• [ACTION ITEM]
Write out all of the entries below word for word.

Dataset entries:
---*---

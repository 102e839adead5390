//! Domain records decoded from API responses.
//!
//! # Design
//! Records are immutable values decoded once inside a single call — nothing
//! is cached or shared across calls. Each type declares its envelope hooks
//! (`NESTED_OBJECT_KEY`, `ARRAY_KEY`) matching the shape its endpoints
//! return.

use std::collections::HashMap;

use chrono::{DateTime, Utc};

use crate::error::ClientError;
use crate::json::{self, field, FromJson, FromJsonArray, JsonObject};

/// A Monzo account.
#[derive(Debug, Clone, PartialEq, Eq)]
pub struct Account {
    pub id: String,
    pub created: DateTime<Utc>,
    pub description: String,
}

impl FromJson for Account {
    fn from_json(object: &JsonObject) -> Result<Account, ClientError> {
        Ok(Account {
            id: field(object, "id")?,
            created: json::iso8601_date(object, "created")?,
            description: field(object, "description")?,
        })
    }
}

impl FromJsonArray for Account {
    const ARRAY_KEY: &'static str = "accounts";
}

/// Account balance. Amounts are in minor units and use the full 64-bit
/// range.
#[derive(Debug, Clone, PartialEq, Eq)]
pub struct Balance {
    pub balance: i64,
    pub currency: String,
    pub spend_today: i64,
}

impl FromJson for Balance {
    fn from_json(object: &JsonObject) -> Result<Balance, ClientError> {
        Ok(Balance {
            balance: field(object, "balance")?,
            currency: field(object, "currency")?,
            spend_today: field(object, "spend_today")?,
        })
    }
}

/// A transaction on an account.
#[derive(Debug, Clone, PartialEq, Eq)]
pub struct Transaction {
    pub id: String,
    pub created: DateTime<Utc>,
    pub description: String,
    pub amount: i64,
    pub currency: String,
    pub merchant: String,
    pub notes: String,
    pub metadata: HashMap<String, String>,
    pub account_balance: i64,
    pub category: String,
    pub is_load: bool,
    pub settled: DateTime<Utc>,
    pub local_amount: i64,
    pub local_currency: String,
    pub updated: DateTime<Utc>,
    pub account_id: String,
    pub scheme: String,
    pub dedupe_id: String,
    pub originator: bool,
    pub include_in_spending: bool,
}

impl FromJson for Transaction {
    // GET transactions/{id} wraps the payload; list elements arrive bare.
    const NESTED_OBJECT_KEY: Option<&'static str> = Some("transaction");

    fn from_json(object: &JsonObject) -> Result<Transaction, ClientError> {
        Ok(Transaction {
            id: field(object, "id")?,
            created: json::iso8601_date(object, "created")?,
            description: field(object, "description")?,
            amount: field(object, "amount")?,
            currency: field(object, "currency")?,
            merchant: field(object, "merchant")?,
            notes: field(object, "notes")?,
            metadata: field(object, "metadata")?,
            account_balance: field(object, "account_balance")?,
            category: field(object, "category")?,
            is_load: field(object, "is_load")?,
            settled: json::iso8601_date(object, "settled")?,
            local_amount: field(object, "local_amount")?,
            local_currency: field(object, "local_currency")?,
            updated: json::iso8601_date(object, "updated")?,
            account_id: field(object, "account_id")?,
            scheme: field(object, "scheme")?,
            dedupe_id: field(object, "dedupe_id")?,
            originator: field(object, "originator")?,
            include_in_spending: field(object, "include_in_spending")?,
        })
    }
}

impl FromJsonArray for Transaction {
    const ARRAY_KEY: &'static str = "transactions";
}

/// Lower bound for a transaction listing: a point in time, or the id of the
/// last transaction already seen.
#[derive(Debug, Clone, PartialEq, Eq)]
pub enum Since {
    Date(DateTime<Utc>),
    Transaction(String),
}

impl Since {
    pub(crate) fn render(&self) -> String {
        match self {
            Since::Date(date) => json::format_iso8601(*date),
            Since::Transaction(id) => id.clone(),
        }
    }
}

/// A webhook registered on an account.
#[derive(Debug, Clone, PartialEq, Eq)]
pub struct Webhook {
    pub id: String,
    pub account_id: String,
    pub url: String,
}

impl FromJson for Webhook {
    const NESTED_OBJECT_KEY: Option<&'static str> = Some("webhook");

    fn from_json(object: &JsonObject) -> Result<Webhook, ClientError> {
        Ok(Webhook {
            id: field(object, "id")?,
            account_id: field(object, "account_id")?,
            url: field(object, "url")?,
        })
    }
}

impl FromJsonArray for Webhook {
    const ARRAY_KEY: &'static str = "webhooks";
}

/// OAuth credentials returned by the token endpoint.
#[derive(Debug, Clone, PartialEq, Eq)]
pub struct Credentials {
    pub access_token: String,
    pub client_id: String,
    pub expires_in: u64,
    pub refresh_token: String,
    pub token_type: String,
    pub user_id: String,
}

impl FromJson for Credentials {
    fn from_json(object: &JsonObject) -> Result<Credentials, ClientError> {
        Ok(Credentials {
            access_token: field(object, "access_token")?,
            client_id: field(object, "client_id")?,
            expires_in: field(object, "expires_in")?,
            refresh_token: field(object, "refresh_token")?,
            token_type: field(object, "token_type")?,
            user_id: field(object, "user_id")?,
        })
    }
}

/// What the API knows about the presented access token.
#[derive(Debug, Clone, PartialEq, Eq)]
pub enum AccessTokenInfo {
    NotAuthenticated,
    Authenticated { client_id: String, user_id: String },
}

impl FromJson for AccessTokenInfo {
    fn from_json(object: &JsonObject) -> Result<AccessTokenInfo, ClientError> {
        // The discriminant selects the variant; only the selected variant's
        // fields are required to be present.
        let authenticated: bool = field(object, "authenticated")?;
        if authenticated {
            Ok(AccessTokenInfo::Authenticated {
                client_id: field(object, "client_id")?,
                user_id: field(object, "user_id")?,
            })
        } else {
            Ok(AccessTokenInfo::NotAuthenticated)
        }
    }
}

/// Payload for a feed item. `title` and `image_url` are required by the
/// API; the rest are optional presentation tweaks.
#[derive(Debug, Clone, Default, PartialEq, Eq)]
pub struct FeedItem {
    pub title: String,
    pub image_url: String,
    pub url: Option<String>,
    pub body: Option<String>,
    pub background_color: Option<String>,
    pub body_color: Option<String>,
    pub title_color: Option<String>,
}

---*---

• [WORKED SOLUTION]
repository 102e839adead5390
//! Domain records decoded from API responses.
//!
//! # Design
//! Records are immutable values decoded once inside a single call — nothing
//! is cached or shared across calls. Each type declares its envelope hooks
//! (`NESTED_OBJECT_KEY`, `ARRAY_KEY`) matching the shape its endpoints
//! return.

use std::collections::HashMap;

use chrono::{DateTime, Utc};

use crate::error::ClientError;
use crate::json::{self, field, FromJson, FromJsonArray, JsonObject};

/// A Monzo account.
#[derive(Debug, Clone, PartialEq, Eq)]
pub struct Account {
    pub id: String,
    pub created: DateTime<Utc>,
    pub description: String,
}

impl FromJson for Account {
    fn from_json(object: &JsonObject) -> Result<Account, ClientError> {
        Ok(Account {
            id: field(object, "id")?,
            created: json::iso8601_date(object, "created")?,
            description: field(object, "description")?,
        })
    }
}

impl FromJsonArray for Account {
    const ARRAY_KEY: &'static str = "accounts";
}

/// Account balance. Amounts are in minor units and use the full 64-bit
/// range.
#[derive(Debug, Clone, PartialEq, Eq)]
pub struct Balance {
    pub balance: i64,
    pub currency: String,
    pub spend_today: i64,
}

impl FromJson for Balance {
    fn from_json(object: &JsonObject) -> Result<Balance, ClientError> {
        Ok(Balance {
            balance: field(object, "balance")?,
            currency: field(object, "currency")?,
            spend_today: field(object, "spend_today")?,
        })
    }
}

/// A transaction on an account.
#[derive(Debug, Clone, PartialEq, Eq)]
pub struct Transaction {
    pub id: String,
    pub created: DateTime<Utc>,
    pub description: String,
    pub amount: i64,
    pub currency: String,
    pub merchant: String,
    pub notes: String,
    pub metadata: HashMap<String, String>,
    pub account_balance: i64,
    pub category: String,
    pub is_load: bool,
    pub settled: DateTime<Utc>,
    pub local_amount: i64,
    pub local_currency: String,
    pub updated: DateTime<Utc>,
    pub account_id: String,
    pub scheme: String,
    pub dedupe_id: String,
    pub originator: bool,
    pub include_in_spending: bool,
}

impl FromJson for Transaction {
    // GET transactions/{id} wraps the payload; list elements arrive bare.
    const NESTED_OBJECT_KEY: Option<&'static str> = Some("transaction");

    fn from_json(object: &JsonObject) -> Result<Transaction, ClientError> {
        Ok(Transaction {
            id: field(object, "id")?,
            created: json::iso8601_date(object, "created")?,
            description: field(object, "description")?,
            amount: field(object, "amount")?,
            currency: field(object, "currency")?,
            merchant: field(object, "merchant")?,
            notes: field(object, "notes")?,
            metadata: field(object, "metadata")?,
            account_balance: field(object, "account_balance")?,
            category: field(object, "category")?,
            is_load: field(object, "is_load")?,
            settled: json::iso8601_date(object, "settled")?,
            local_amount: field(object, "local_amount")?,
            local_currency: field(object, "local_currency")?,
            updated: json::iso8601_date(object, "updated")?,
            account_id: field(object, "account_id")?,
            scheme: field(object, "scheme")?,
            dedupe_id: field(object, "dedupe_id")?,
            originator: field(object, "originator")?,
            include_in_spending: field(object, "include_in_spending")?,
        })
    }
}

impl FromJsonArray for Transaction {
    const ARRAY_KEY: &'static str = "transactions";
}

/// Lower bound for a transaction listing: a point in time, or the id of the
/// last transaction already seen.
#[derive(Debug, Clone, PartialEq, Eq)]
pub enum Since {
    Date(DateTime<Utc>),
    Transaction(String),
}

impl Since {
    pub(crate) fn render(&self) -> String {
        match self {
            Since::Date(date) => json::format_iso8601(*date),
            Since::Transaction(id) => id.clone(),
        }
    }
}

/// A webhook registered on an account.
#[derive(Debug, Clone, PartialEq, Eq)]
pub struct Webhook {
    pub id: String,
    pub account_id: String,
    pub url: String,
}

impl FromJson for Webhook {
    const NESTED_OBJECT_KEY: Option<&'static str> = Some("webhook");

    fn from_json(object: &JsonObject) -> Result<Webhook, ClientError> {
        Ok(Webhook {
            id: field(object, "id")?,
            account_id: field(object, "account_id")?,
            url: field(object, "url")?,
        })
    }
}

impl FromJsonArray for Webhook {
    const ARRAY_KEY: &'static str = "webhooks";
}

/// OAuth credentials returned by the token endpoint.
#[derive(Debug, Clone, PartialEq, Eq)]
pub struct Credentials {
    pub access_token: String,
    pub client_id: String,
    pub expires_in: u64,
    pub refresh_token: String,
    pub token_type: String,
    pub user_id: String,
}

impl FromJson for Credentials {
    fn from_json(object: &JsonObject) -> Result<Credentials, ClientError> {
        Ok(Credentials {
            access_token: field(object, "access_token")?,
            client_id: field(object, "client_id")?,
            expires_in: field(object, "expires_in")?,
            refresh_token: field(object, "refresh_token")?,
            token_type: field(object, "token_type")?,
            user_id: field(object, "user_id")?,
        })
    }
}

/// What the API knows about the presented access token.
#[derive(Debug, Clone, PartialEq, Eq)]
pub enum AccessTokenInfo {
    NotAuthenticated,
    Authenticated { client_id: String, user_id: String },
}

impl FromJson for AccessTokenInfo {
    fn from_json(object: &JsonObject) -> Result<AccessTokenInfo, ClientError> {
        // The discriminant selects the variant; only the selected variant's
        // fields are required to be present.
        let authenticated: bool = field(object, "authenticated")?;
        if authenticated {
            Ok(AccessTokenInfo::Authenticated {
                client_id: field(object, "client_id")?,
                user_id: field(object, "user_id")?,
            })
        } else {
            Ok(AccessTokenInfo::NotAuthenticated)
        }
    }
}

/// Payload for a feed item. `title` and `image_url` are required by the
/// API; the rest are optional presentation tweaks.
#[derive(Debug, Clone, Default, PartialEq, Eq)]
pub struct FeedItem {
    pub title: String,
    pub image_url: String,
    pub url: Option<String>,
    pub body: Option<String>,
    pub background_color: Option<String>,
    pub body_color: Option<String>,
    pub title_color: Option<String>,
}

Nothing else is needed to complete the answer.